**Prompt**
Copy all lines below that use the word "MutexGuard".

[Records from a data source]
———
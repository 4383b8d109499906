//! # Shared latest value slot
//!
//! A [`SharedLatestSlot`] decouples a producer loop from a consumer loop running at a different
//! rate. It holds at most one value: publishing replaces whatever is there, so the consumer only
//! ever sees the newest value and nothing queues up behind a slow consumer.
//!
//! Alongside the value the slot keeps a fresh flag. [`take`](SharedLatestSlot::take) hands out each
//! published value at most once and clears the flag, while [`peek`](SharedLatestSlot::peek) always
//! returns the last published value so a consumer can hold it.
//!
//! The lock is only ever held to move a value in or out of the slot, never across I/O.

// ------------------------------------------------------------------------------------------------
// IMPORTS
// ------------------------------------------------------------------------------------------------

use std::sync::{Arc, Mutex, MutexGuard, PoisonError};

// ------------------------------------------------------------------------------------------------
// STRUCTS
// ------------------------------------------------------------------------------------------------

/// Single value, last-writer-wins holder shared between a producer and a consumer.
///
/// Cloning the slot creates another handle to the same value. Large values should be wrapped in an
/// `Arc` so that [`peek`](Self::peek) stays cheap.
pub struct SharedLatestSlot<T> {
    value: Arc<Mutex<Latest<T>>>,
}

struct Latest<T> {
    value: Option<T>,

    /// Set on publish, cleared by take
    fresh: bool,
}

// ------------------------------------------------------------------------------------------------
// IMPLS
// ------------------------------------------------------------------------------------------------

impl<T> SharedLatestSlot<T> {
    /// Create a new empty slot.
    pub fn new() -> Self {
        Self {
            value: Arc::new(Mutex::new(Latest {
                value: None,
                fresh: false,
            })),
        }
    }

    /// Publish a value, discarding any value that has not been taken yet.
    pub fn publish(&self, value: T) {
        let mut latest = self.lock();
        latest.value = Some(value);
        latest.fresh = true;
    }

    /// Returns true if a value has ever been published.
    pub fn is_occupied(&self) -> bool {
        self.lock().value.is_some()
    }

    /// Returns true if the last published value has not been taken yet.
    pub fn is_fresh(&self) -> bool {
        self.lock().fresh
    }

    fn lock(&self) -> MutexGuard<'_, Latest<T>> {
        // The value and flag are only ever written together, so a poisoned slot is still valid.
        self.value.lock().unwrap_or_else(PoisonError::into_inner)
    }
}

impl<T: Clone> SharedLatestSlot<T> {
    /// Return the current value if it is fresh and mark it consumed.
    ///
    /// A published value is returned by at most one call to `take`. The value stays in the slot
    /// for [`peek`](Self::peek).
    pub fn take(&self) -> Option<T> {
        let mut latest = self.lock();
        if !latest.fresh {
            return None;
        }
        latest.fresh = false;
        latest.value.clone()
    }

    /// Return a copy of the last published value, fresh or not, without consuming it.
    pub fn peek(&self) -> Option<T> {
        self.lock().value.clone()
    }
}

impl<T> Clone for SharedLatestSlot<T> {
    fn clone(&self) -> Self {
        Self {
            value: self.value.clone(),
        }
    }
}

impl<T> Default for SharedLatestSlot<T> {
    fn default() -> Self {
        Self::new()
    }
}

// ------------------------------------------------------------------------------------------------
// TESTS
// ------------------------------------------------------------------------------------------------

#[cfg(test)]
mod test {
    use super::*;
    use std::{sync::Barrier, thread};

    #[test]
    fn test_empty() {
        let slot = SharedLatestSlot::<u32>::new();
        assert_eq!(slot.peek(), None);
        assert_eq!(slot.take(), None);
        assert!(!slot.is_occupied());
    }

    #[test]
    fn test_last_writer_wins() {
        let slot = SharedLatestSlot::new();
        slot.publish(1);
        slot.publish(2);
        slot.publish(3);

        assert_eq!(slot.peek(), Some(3));
        assert_eq!(slot.take(), Some(3));
        assert_eq!(slot.take(), None);
    }

    #[test]
    fn test_peek_after_take() {
        let slot = SharedLatestSlot::new();
        slot.publish(5);
        assert!(slot.is_fresh());

        assert_eq!(slot.take(), Some(5));
        assert!(!slot.is_fresh());
        assert!(slot.is_occupied());
        assert_eq!(slot.peek(), Some(5));
        assert_eq!(slot.take(), None);

        slot.publish(6);
        assert_eq!(slot.peek(), Some(6));
        assert_eq!(slot.take(), Some(6));
    }

    #[test]
    fn test_peek_holds() {
        let slot = SharedLatestSlot::new();
        slot.publish("a");

        for _ in 0..5 {
            assert_eq!(slot.peek(), Some("a"));
        }
        assert!(slot.is_occupied());
        assert!(slot.is_fresh());
    }

    #[test]
    fn test_handles_share_value() {
        let producer = SharedLatestSlot::new();
        let consumer = producer.clone();

        producer.publish(vec![1, 2, 3]);
        assert_eq!(consumer.take(), Some(vec![1, 2, 3]));
        assert!(!producer.is_fresh());
        assert_eq!(producer.peek(), Some(vec![1, 2, 3]));
    }

    #[test]
    fn test_concurrent_take_no_duplicates() {
        const NUM_VALUES: u32 = 2000;

        let slot = SharedLatestSlot::<u32>::new();
        let barrier = Arc::new(Barrier::new(3));

        let consumers: Vec<_> = (0..2)
            .map(|_| {
                let slot = slot.clone();
                let barrier = barrier.clone();
                thread::spawn(move || {
                    barrier.wait();
                    let mut seen = Vec::new();
                    for _ in 0..(NUM_VALUES * 4) {
                        if let Some(v) = slot.take() {
                            seen.push(v);
                        }
                    }
                    seen
                })
            })
            .collect();

        barrier.wait();
        for v in 0..NUM_VALUES {
            slot.publish(v);
        }

        let mut all: Vec<u32> = consumers
            .into_iter()
            .flat_map(|c| c.join().unwrap())
            .collect();
        if let Some(v) = slot.take() {
            all.push(v);
        }

        let total = all.len();
        all.sort_unstable();
        all.dedup();
        assert_eq!(all.len(), total, "a value was taken twice");
    }

    #[test]
    fn test_consumer_never_goes_backwards() {
        let slot = SharedLatestSlot::<u64>::new();
        let consumer = slot.clone();

        let jh = thread::spawn(move || {
            let mut last = None;
            for _ in 0..10_000 {
                if let Some(v) = consumer.peek() {
                    if let Some(l) = last {
                        assert!(v >= l);
                    }
                    last = Some(v);
                }
            }
        });

        for v in 0..10_000u64 {
            slot.publish(v);
        }

        jh.join().unwrap();
    }

    #[test]
    fn test_poisoned_lock_recovers() {
        let slot = SharedLatestSlot::new();
        slot.publish(7);

        let poisoner = slot.clone();
        let _ = thread::spawn(move || {
            let _guard = poisoner.value.lock().unwrap();
            panic!("poison the slot");
        })
        .join();

        assert_eq!(slot.peek(), Some(7));
        slot.publish(8);
        assert_eq!(slot.take(), Some(8));
    }
}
———
**Task answer**
use std::sync::{Arc, Mutex, MutexGuard, PoisonError};
    fn lock(&self) -> MutexGuard<'_, Latest<T>> {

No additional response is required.